Personalisation and flexibility
Improving the social or cultural life of natural fur would apply mainly to the design- and manufacturing part of the fur community’s value chain. It would imply to take advantage of the already strong technical characteristics of fur and support its extended use in the future. At the design level, this can unfold as preparing for multiple users by preparing for future refurbishing and repair – think push buttons for example – while also paying attention to personalisation and garment fitting. Areas more exposed to being ‘worn out’ can be made replaceable, and good quality can be enforced by the use of good technical quality in add-ons like buttons and linings.
"You can work with the adaption of fur for different occasions, for example, clothes that work for both festive and less festive occasions, as something that protects against the cold, but still usable when the weather is mild. Overall, you can say it is about flexibility," Ingun Klepp said.
At a commercial level, it might unfold as new business models targeting the sharing economy. Innovation could also arise from changing the original product:
"It is a very interesting feature of fur that products can be reused and turned into something else," Ingun Klepp said.
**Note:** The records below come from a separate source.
// tests/integration/transfer_test.rs

//! File transfer between two sockets, backed by real files.

use crate::integration::test_helpers::{running_transport, socket_pair};
use linkcore::config::ClientConfig;
use linkcore::core::LinkResult;
use linkcore::core::protocol::transfer::chunk_count;
use linkcore::core::protocol::{FileTransfer, FileTransferDescriptor, PayloadCipher, TransferSource};
use parking_lot::Mutex;
use std::sync::Arc;
use std::time::Duration;

/// A toy cipher that flips bits, so the wire never carries the plain bytes.
struct XorCipher(u8);

impl PayloadCipher for XorCipher {
    fn encrypt(&self, plain: &[u8]) -> LinkResult<Vec<u8>> {
        Ok(plain.iter().map(|b| b ^ self.0).collect())
    }

    fn decrypt(&self, cipher: &[u8]) -> LinkResult<Vec<u8>> {
        self.encrypt(cipher)
    }
}

fn sample(len: usize) -> Vec<u8> {
    (0..len).map(|i| (i * 31 % 251) as u8).collect()
}

#[tokio::test]
async fn file_is_copied_chunk_by_chunk() {
    let dir = tempfile::tempdir().unwrap();
    let source_path = dir.path().join("source.bin");
    let target_path = dir.path().join("target.bin");
    let contents = sample(250_000);
    tokio::fs::write(&source_path, &contents).await.unwrap();

    let transport = running_transport();
    let (mut sender_socket, mut receiver_socket) = socket_pair();

    let acks = Arc::new(Mutex::new(Vec::new()));
    let seen = acks.clone();
    let sender = FileTransfer::new()
        .with_chunk_size(64 * 1024)
        .with_progress(Arc::new(move |done: u64, total: u64| seen.lock().push((done, total))));
    let receiver = FileTransfer::new().with_chunk_size(64 * 1024);

    let send_transport = transport.clone();
    let send = tokio::spawn(async move {
        let descriptor = FileTransferDescriptor {
            name: "firmware/source.bin".to_string(),
            tag: "v2".to_string(),
            uploader: "line-3".to_string(),
            ..FileTransferDescriptor::default()
        };
        sender
            .send(
                &send_transport,
                &mut sender_socket,
                descriptor,
                TransferSource::Path(source_path),
            )
            .await
    });

    let received = receiver
        .receive_to_path(&transport, &mut receiver_socket, &target_path)
        .await
        .unwrap();
    let sent = send.await.unwrap().unwrap();

    assert_eq!(received, sent);
    assert_eq!(received.size, 250_000);
    assert_eq!(received.uploader, "line-3");
    assert_eq!(tokio::fs::read(&target_path).await.unwrap(), contents);

    let acks = acks.lock().clone();
    assert_eq!(acks.len() as u64, chunk_count(250_000, 64 * 1024));
    assert_eq!(acks.last(), Some(&(250_000, 250_000)));
}

#[tokio::test]
async fn cipher_is_applied_per_chunk() {
    let transport = running_transport();
    let (mut sender_socket, mut receiver_socket) = socket_pair();
    let contents = sample(10_000);
    let cipher: Arc<dyn PayloadCipher> = Arc::new(XorCipher(0x5A));

    let sender = FileTransfer::new().with_chunk_size(4096).with_cipher(cipher.clone());
    let receiver = FileTransfer::new().with_chunk_size(4096).with_cipher(cipher);

    let send_transport = transport.clone();
    let payload = contents.clone();
    let send = tokio::spawn(async move {
        sender
            .send(
                &send_transport,
                &mut sender_socket,
                FileTransferDescriptor {
                    name: "blob".to_string(),
                    ..FileTransferDescriptor::default()
                },
                TransferSource::Reader {
                    reader: Box::new(std::io::Cursor::new(payload)),
                    size: 10_000,
                },
            )
            .await
    });

    let mut sink = Vec::new();
    receiver
        .receive(&transport, &mut receiver_socket, &mut sink)
        .await
        .unwrap();
    send.await.unwrap().unwrap();
    assert_eq!(sink, contents);
}

#[tokio::test]
async fn empty_file_sends_only_the_header() {
    let dir = tempfile::tempdir().unwrap();
    let source_path = dir.path().join("empty.txt");
    tokio::fs::write(&source_path, b"").await.unwrap();

    let transport = running_transport();
    let (mut sender_socket, mut receiver_socket) = socket_pair();
    let send_transport = transport.clone();
    let send = tokio::spawn(async move {
        FileTransfer::new()
            .send(
                &send_transport,
                &mut sender_socket,
                FileTransferDescriptor {
                    name: "empty.txt".to_string(),
                    ..FileTransferDescriptor::default()
                },
                TransferSource::Path(source_path),
            )
            .await
    });

    let mut sink = Vec::new();
    let descriptor = FileTransfer::new()
        .receive(&transport, &mut receiver_socket, &mut sink)
        .await
        .unwrap();
    send.await.unwrap().unwrap();
    assert_eq!(descriptor.size, 0);
    assert!(sink.is_empty());
}

#[tokio::test]
async fn client_config_sets_chunk_size_and_timeout() {
    let config = ClientConfig {
        file_chunk_size: 4096,
        receive_timeout_ms: 2_000,
        ..ClientConfig::default()
    };
    let acks = Arc::new(Mutex::new(Vec::new()));
    let seen = acks.clone();
    let sender = FileTransfer::from(&config)
        .with_progress(Arc::new(move |done: u64, total: u64| seen.lock().push((done, total))));
    assert_eq!(sender.chunk_size(), 4096);
    assert_eq!(sender.timeout(), Some(Duration::from_millis(2_000)));

    let transport = running_transport();
    let (mut sender_socket, mut receiver_socket) = socket_pair();
    let send_transport = transport.clone();
    let send = tokio::spawn(async move {
        sender
            .send(
                &send_transport,
                &mut sender_socket,
                FileTransferDescriptor {
                    name: "config.bin".to_string(),
                    ..FileTransferDescriptor::default()
                },
                TransferSource::Reader {
                    reader: Box::new(std::io::Cursor::new(sample(10_000))),
                    size: 10_000,
                },
            )
            .await
    });

    let mut sink = Vec::new();
    FileTransfer::from(&config)
        .receive(&transport, &mut receiver_socket, &mut sink)
        .await
        .unwrap();
    send.await.unwrap().unwrap();
    assert_eq!(sink, sample(10_000));
    assert_eq!(acks.lock().len() as u64, chunk_count(10_000, 4096));
}

#[test]
fn negative_receive_timeout_means_no_transfer_deadline() {
    let config = ClientConfig {
        receive_timeout_ms: -1,
        file_chunk_size: 0,
        ..ClientConfig::default()
    };
    let transfer = FileTransfer::from(&config);
    assert_eq!(transfer.timeout(), None);
    assert_eq!(transfer.chunk_size(), 1);
}
// src/core/protocol/alien.rs

//! The DTU ("alien" client) registration packet.
//!
//! A DTU dials the server and identifies itself with a fixed 28-byte packet:
//!
//! ```text
//! 0..5    48 73 6E 00 17     signature, last byte = bytes that follow
//! 5..16   device id          11 ASCII bytes, NUL/space padded
//! 16..22  password           6 ASCII bytes
//! 22..28  reserved
//! ```
//!
//! The server answers with `48 73 6E 00 01 <status>`.

use crate::core::errors::{LinkError, LinkResult};
use std::fmt;

pub const LOGIN_PACKET_LENGTH: usize = 28;
pub const STATUS_PACKET_LENGTH: usize = 6;
pub const DEVICE_ID_LENGTH: usize = 11;
pub const PASSWORD_LENGTH: usize = 6;

const SIGNATURE: [u8; 4] = [0x48, 0x73, 0x6E, 0x00];
const LOGIN_REMAINING: u8 = 0x17;
const STATUS_REMAINING: u8 = 0x01;

/// Outcome of a DTU registration.
#[derive(Debug, Clone, Copy, PartialEq, Eq, Hash)]
#[repr(u8)]
pub enum LoginStatus {
    Success = 0x00,
    DuplicateLogin = 0x01,
    Forbidden = 0x02,
    BadPassword = 0x03,
}

impl LoginStatus {
    pub fn code(self) -> u8 {
        self as u8
    }

    pub fn from_code(code: u8) -> LinkResult<Self> {
        match code {
            0x00 => Ok(LoginStatus::Success),
            0x01 => Ok(LoginStatus::DuplicateLogin),
            0x02 => Ok(LoginStatus::Forbidden),
            0x03 => Ok(LoginStatus::BadPassword),
            other => Err(LinkError::Protocol(format!(
                "unknown login status 0x{other:02x}"
            ))),
        }
    }
}

impl fmt::Display for LoginStatus {
    fn fmt(&self, f: &mut fmt::Formatter<'_>) -> fmt::Result {
        let text = match self {
            LoginStatus::Success => "success",
            LoginStatus::DuplicateLogin => "device is already online",
            LoginStatus::Forbidden => "device is forbidden",
            LoginStatus::BadPassword => "password is wrong",
        };
        f.write_str(text)
    }
}

/// A parsed registration packet.
#[derive(Debug, Clone, PartialEq, Eq)]
pub struct AlienLoginPacket {
    pub device_id: String,
    pub password: String,
}

impl AlienLoginPacket {
    pub fn new(device_id: impl Into<String>, password: impl Into<String>) -> Self {
        Self {
            device_id: device_id.into(),
            password: password.into(),
        }
    }

    pub fn parse(packet: &[u8]) -> LinkResult<Self> {
        if packet.len() < LOGIN_PACKET_LENGTH {
            return Err(LinkError::IncompleteData);
        }
        if packet[..4] != SIGNATURE || packet[4] != LOGIN_REMAINING {
            return Err(LinkError::Protocol(
                "login packet signature mismatch".to_string(),
            ));
        }
        Ok(Self {
            device_id: ascii_field(&packet[5..16]),
            password: ascii_field(&packet[16..22]),
        })
    }

    pub fn encode(&self) -> LinkResult<[u8; LOGIN_PACKET_LENGTH]> {
        if !self.device_id.is_ascii() || self.device_id.len() > DEVICE_ID_LENGTH {
            return Err(LinkError::InvalidArgument(format!(
                "device id must be at most {DEVICE_ID_LENGTH} ASCII characters"
            )));
        }
        if !self.password.is_ascii() || self.password.len() > PASSWORD_LENGTH {
            return Err(LinkError::InvalidArgument(format!(
                "password must be at most {PASSWORD_LENGTH} ASCII characters"
            )));
        }
        let mut packet = [0u8; LOGIN_PACKET_LENGTH];
        packet[..4].copy_from_slice(&SIGNATURE);
        packet[4] = LOGIN_REMAINING;
        packet[5..5 + self.device_id.len()].copy_from_slice(self.device_id.as_bytes());
        packet[16..16 + self.password.len()].copy_from_slice(self.password.as_bytes());
        Ok(packet)
    }
}

fn ascii_field(bytes: &[u8]) -> String {
    String::from_utf8_lossy(bytes)
        .trim_matches(|c: char| c == '\0' || c == ' ')
        .to_string()
}

pub fn encode_status(status: LoginStatus) -> [u8; STATUS_PACKET_LENGTH] {
    [
        SIGNATURE[0],
        SIGNATURE[1],
        SIGNATURE[2],
        SIGNATURE[3],
        STATUS_REMAINING,
        status.code(),
    ]
}

pub fn decode_status(packet: &[u8]) -> LinkResult<LoginStatus> {
    if packet.len() < STATUS_PACKET_LENGTH {
        return Err(LinkError::IncompleteData);
    }
    if packet[..4] != SIGNATURE || packet[4] != STATUS_REMAINING {
        return Err(LinkError::Protocol(
            "status packet signature mismatch".to_string(),
        ));
    }
    LoginStatus::from_code(packet[5])
}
In Norway however, this is not happening a lot. Many furs are stocked in Norwegian cellars and ceilings and are simply not being put to use.
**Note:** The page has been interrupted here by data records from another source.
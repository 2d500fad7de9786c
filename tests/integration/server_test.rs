// tests/integration/server_test.rs

//! Session server: login pipelines, echo handling, listeners and sweeps.

use crate::integration::fixtures::{
    DTU_PASSWORD, OTHER_TOKEN, TEST_PASSWORD, TEST_TOKEN, TEST_USER,
};
use crate::integration::test_helpers::{RunningServer, running_transport};
use async_trait::async_trait;
use linkcore::config::{Config, ServerMode};
use linkcore::connection::{AccountHandshake, Connection, ConnectionOptions, HslTransport};
use linkcore::core::errors::codes;
use linkcore::core::protocol::alien::{STATUS_PACKET_LENGTH, decode_status};
use linkcore::core::protocol::{AlienLoginPacket, LoginStatus, SelfCheckProtocol};
use linkcore::core::LinkError;
use linkcore::server::{Session, SessionListener, ServerSettings, build_server};
use parking_lot::Mutex;
use std::sync::Arc;
use std::time::Duration;
use tokio::io::{AsyncReadExt, AsyncWriteExt};
use tokio::net::TcpStream;

#[derive(Default)]
struct Recorder {
    events: Mutex<Vec<String>>,
}

#[async_trait]
impl SessionListener for Recorder {
    async fn on_connected(&self, session: &Session) {
        let who = session.device_id().unwrap_or("-").to_string();
        self.events.lock().push(format!("connected:{who}"));
    }

    async fn on_message(&self, _session: &Session, payload: &[u8]) {
        self.events
            .lock()
            .push(format!("message:{}", payload.len()));
    }

    async fn on_disconnected(&self, _session: &Session) {
        self.events.lock().push("disconnected".to_string());
    }
}

fn hsl_config(accounts: &[(&str, &str)]) -> Config {
    let mut config = Config::default();
    config.server.token = TEST_TOKEN;
    config.server.accounts = accounts
        .iter()
        .map(|(u, p)| (u.to_string(), p.to_string()))
        .collect();
    config
}

fn alien_config() -> Config {
    let mut config = Config::default();
    config.server.mode = ServerMode::Alien;
    config.alien.password = DTU_PASSWORD.to_string();
    config.alien.forbidden = vec!["BANNED".to_string()];
    config
}

fn hsl_client(server: &RunningServer, token: uuid::Uuid) -> Connection<HslTransport> {
    Connection::new(server.endpoint(), HslTransport::new(token), running_transport())
}

fn account_handshake(password: &str) -> Arc<AccountHandshake> {
    Arc::new(AccountHandshake::new(
        SelfCheckProtocol::new(TEST_TOKEN).with_receive_timeout(Some(Duration::from_secs(5))),
        TEST_USER,
        password,
    ))
}

async fn alien_login(server: &RunningServer, device: &str, password: &str) -> (TcpStream, LoginStatus) {
    let mut stream = TcpStream::connect(server.addr).await.unwrap();
    let packet = AlienLoginPacket::new(device, password).encode().unwrap();
    stream.write_all(&packet).await.unwrap();
    let mut status = [0u8; STATUS_PACKET_LENGTH];
    stream.read_exact(&mut status).await.unwrap();
    (stream, decode_status(&status).unwrap())
}

async fn assert_closed_by_server(stream: &mut TcpStream) {
    let mut buf = [0u8; 8];
    let read = tokio::time::timeout(Duration::from_secs(5), stream.read(&mut buf))
        .await
        .expect("server did not close the socket");
    assert!(matches!(read, Ok(0) | Err(_)), "got {read:?}");
}

#[tokio::test]
async fn hsl_server_echoes_envelopes() {
    let server = build_server(&hsl_config(&[]), running_transport());
    let recorder = Arc::new(Recorder::default());
    server.listeners().register(recorder.clone());
    let server = RunningServer::start(server).await;

    let client = hsl_client(&server, TEST_TOKEN);
    client.connect_server().await.unwrap();
    assert_eq!(client.read_string(7, "hello").await.unwrap(), "hello");
    assert_eq!(
        client.read_bytes(8, &[1, 2, 3]).await.unwrap().as_ref(),
        &[1, 2, 3]
    );
    server.wait_for_sessions(1).await;

    client.connect_close().await.unwrap();
    server.wait_for_sessions(0).await;
    tokio::time::sleep(Duration::from_millis(20)).await;

    let events = recorder.events.lock().clone();
    assert_eq!(events.first().map(String::as_str), Some("connected:-"));
    assert_eq!(events.last().map(String::as_str), Some("disconnected"));
    assert_eq!(events.iter().filter(|e| e.starts_with("message:")).count(), 2);
    server.stop().await;
}

#[tokio::test]
async fn hsl_server_drops_peers_with_the_wrong_token() {
    let server = RunningServer::start(build_server(&hsl_config(&[]), running_transport())).await;

    let client = hsl_client(&server, OTHER_TOKEN);
    let err = client.read_string(1, "hello").await.unwrap_err();
    assert!(err.is_connection_error(), "got {err:?}");
    server.wait_for_sessions(0).await;
    server.stop().await;
}

#[tokio::test]
async fn account_login_accepts_valid_credentials() {
    let server = RunningServer::start(build_server(
        &hsl_config(&[(TEST_USER, TEST_PASSWORD)]),
        running_transport(),
    ))
    .await;

    let client = hsl_client(&server, TEST_TOKEN).with_handshake(account_handshake(TEST_PASSWORD));
    client.connect_server().await.unwrap();
    server.wait_for_sessions(1).await;

    let sessions = server.server.store().snapshot();
    assert_eq!(sessions[0].meta().username.as_deref(), Some(TEST_USER));
    assert_eq!(client.read_string(0, "after login").await.unwrap(), "after login");

    client.connect_close().await.unwrap();
    server.wait_for_sessions(0).await;
    server.stop().await;
}

#[tokio::test]
async fn account_login_rejects_bad_credentials() {
    let server = RunningServer::start(build_server(
        &hsl_config(&[(TEST_USER, TEST_PASSWORD)]),
        running_transport(),
    ))
    .await;

    let client = hsl_client(&server, TEST_TOKEN).with_handshake(account_handshake("guess"));
    let err = client.connect_server().await.unwrap_err();
    assert!(
        matches!(err, LinkError::Application { code, .. } if code == codes::LOGIN_REJECTED),
        "got {err:?}"
    );
    assert!(client.is_in_error());
    assert!(server.server.store().is_empty());
    server.stop().await;
}

#[tokio::test]
async fn client_config_drives_account_login() {
    let config = hsl_config(&[(TEST_USER, TEST_PASSWORD)]);
    let server = RunningServer::start(build_server(&config, running_transport())).await;

    let mut client_config = config.client.clone();
    client_config.persistent = true;
    client_config.username = TEST_USER.to_string();
    client_config.password = TEST_PASSWORD.to_string();
    let client = hsl_client(&server, TEST_TOKEN).with_client_config(&client_config);
    assert!(client.is_persistent());
    assert_eq!(client.options(), &ConnectionOptions::from(&client_config));

    assert_eq!(client.read_string(0, "lazy login").await.unwrap(), "lazy login");
    server.wait_for_sessions(1).await;
    let sessions = server.server.store().snapshot();
    assert_eq!(sessions[0].meta().username.as_deref(), Some(TEST_USER));

    client_config.password = "guess".to_string();
    let rejected = hsl_client(&server, TEST_TOKEN).with_client_config(&client_config);
    let err = rejected.connect_server().await.unwrap_err();
    assert!(
        matches!(err, LinkError::Application { code, .. } if code == codes::LOGIN_REJECTED),
        "got {err:?}"
    );

    client.connect_close().await.unwrap();
    server.wait_for_sessions(0).await;
    server.stop().await;
}

#[tokio::test]
async fn client_config_without_username_skips_login() {
    let config = hsl_config(&[(TEST_USER, TEST_PASSWORD)]);
    let server = RunningServer::start(build_server(&config, running_transport())).await;

    let client = hsl_client(&server, TEST_TOKEN).with_client_config(&config.client);
    assert!(!client.is_persistent());
    // The server requires an account, so skipping the login gets the socket dropped.
    assert!(client.read_string(0, "anonymous").await.is_err());
    assert!(server.server.store().is_empty());
    server.stop().await;
}

#[tokio::test]
async fn alien_login_statuses() {
    let server = build_server(&alien_config(), running_transport());
    let recorder = Arc::new(Recorder::default());
    server.listeners().register(recorder.clone());
    let server = RunningServer::start(server).await;

    let (mut online, status) = alien_login(&server, "DTU-0001", DTU_PASSWORD).await;
    assert_eq!(status, LoginStatus::Success);
    server.wait_for_sessions(1).await;

    let (mut duplicate, status) = alien_login(&server, "DTU-0001", DTU_PASSWORD).await;
    assert_eq!(status, LoginStatus::DuplicateLogin);
    assert_closed_by_server(&mut duplicate).await;

    let (mut wrong, status) = alien_login(&server, "DTU-0002", "000000").await;
    assert_eq!(status, LoginStatus::BadPassword);
    assert_closed_by_server(&mut wrong).await;

    let (mut banned, status) = alien_login(&server, "BANNED", DTU_PASSWORD).await;
    assert_eq!(status, LoginStatus::Forbidden);
    assert_closed_by_server(&mut banned).await;

    online.write_all(b"\x01\x03\x00\x00\x00\x02").await.unwrap();
    tokio::time::sleep(Duration::from_millis(100)).await;
    assert_eq!(server.server.store().len(), 1);
    drop(online);
    server.wait_for_sessions(0).await;
    tokio::time::sleep(Duration::from_millis(20)).await;

    let events = recorder.events.lock().clone();
    assert_eq!(events, vec!["connected:DTU-0001", "message:6", "disconnected"]);
    server.stop().await;
}

#[tokio::test]
async fn malformed_alien_packet_is_dropped() {
    let server = RunningServer::start(build_server(&alien_config(), running_transport())).await;
    let mut stream = TcpStream::connect(server.addr).await.unwrap();
    stream.write_all(&[0u8; 28]).await.unwrap();
    assert_closed_by_server(&mut stream).await;
    assert!(server.server.store().is_empty());
    server.stop().await;
}

#[tokio::test]
async fn heartbeat_sweep_closes_silent_sessions() {
    let server = build_server(&alien_config(), running_transport()).with_settings(ServerSettings {
        heartbeat_timeout: Some(Duration::from_millis(200)),
        ..ServerSettings::default()
    });
    let server = RunningServer::start(server).await;

    let (mut quiet, _) = alien_login(&server, "DTU-0009", DTU_PASSWORD).await;
    server.wait_for_sessions(1).await;
    assert_eq!(server.server.sweep_heartbeats(), 0);

    tokio::time::sleep(Duration::from_millis(300)).await;
    assert_eq!(server.server.sweep_heartbeats(), 1);
    assert_closed_by_server(&mut quiet).await;
    server.wait_for_sessions(0).await;
    server.stop().await;
}

#[tokio::test]
async fn session_limit_refuses_extra_peers() {
    let server = build_server(&alien_config(), running_transport()).with_settings(ServerSettings {
        max_sessions: 1,
        ..ServerSettings::default()
    });
    let server = RunningServer::start(server).await;

    let (_first, status) = alien_login(&server, "DTU-0001", DTU_PASSWORD).await;
    assert_eq!(status, LoginStatus::Success);
    server.wait_for_sessions(1).await;

    let mut second = TcpStream::connect(server.addr).await.unwrap();
    assert_closed_by_server(&mut second).await;
    server.stop().await;
}

#[tokio::test]
async fn shutdown_closes_live_sessions() {
    let server = RunningServer::start(build_server(&alien_config(), running_transport())).await;
    let (mut stream, _) = alien_login(&server, "DTU-0001", DTU_PASSWORD).await;
    server.wait_for_sessions(1).await;

    let store = server.server.store().clone();
    server.stop().await;
    assert!(store.is_empty());
    assert_closed_by_server(&mut stream).await;
}

#[tokio::test]
async fn options_follow_client_config() {
    let mut config = Config::default();
    config.client.receive_timeout_ms = -1;
    config.client.persistent = true;
    let options = ConnectionOptions::from(&config.client);
    assert_eq!(options.receive_timeout, None);
    assert!(options.persistent);
    assert_eq!(options.connect_timeout, Duration::from_secs(10));
}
"There are many people who don’t dare use their inherited furs – or buy second-hand fur. I believe this is wrong. Everything that has already been produced ought to be used with good consciousness," Ingun Klepp said.
Fur farming will be banned in Norway from 2024, following a decade-long political debate that has helped shape the stigmatisation of fur that exists in Norway today. Thus it created attention when Ingun Klepp publicly promoted the use of second-hand furs in Norway for environmental reasons, a position quickly disputed by animal lobbyists fearing increased use of second-hand furs will add to the legitimation of ‘new’ fur.
"Those who disagree with my talk about symbolic value, but for me, it is a matter of good utilisation of resources," Ingun Klepp said. Whether this little part of the sustainability debate in Norway will lead to more Norwegians wearing second-hand fur has yet to be proved, but Ingun Klepp says the reactions suggest many people principally agree.
Clothing lifetime becomes important
This resonates well with Ingun Klepp’s expectations that a ‘new way of consuming’ is underway to its breakthrough:
"Today, people take mass consumption for granted, and consumers have gotten used to it, and consume accordingly because they have gotten used to being able to buy ‘new’ all the time. But it was not always like this, mass consumption was a revolution when it happened, but consumer behaviour has matured beyond mass consumption, there is an element of ‘been there, done that’ around today. The interest for re-use, knitting and home production is growing," Ingun Klepp said.
But one thing is talking about fashion’s transition towards sustainability. Another is what actually happens. This part is largely still in front of us, but change may happen fast:
"We don’t see rapid changes in consumer development. On the other hand, if we look at the debate it is evident it has changed a lot. There are many things which point in the direction of fast-paced changes. It has to do with both youth and politics," Ingun Klepp said, with reference to the climate-conscious youth movement, and the undeniable emergence of green reform legislation across the world, before stressing her point with a hands-on example:
"The debate that follows plastic waste in the oceans is a part of a lifetime discussion. The whole discussion over plastic is about user-phase and lifetime, and it has led to certain single-use plastic products being banned. It is clear that we are now discussing these things, and therefore lifetime becomes important."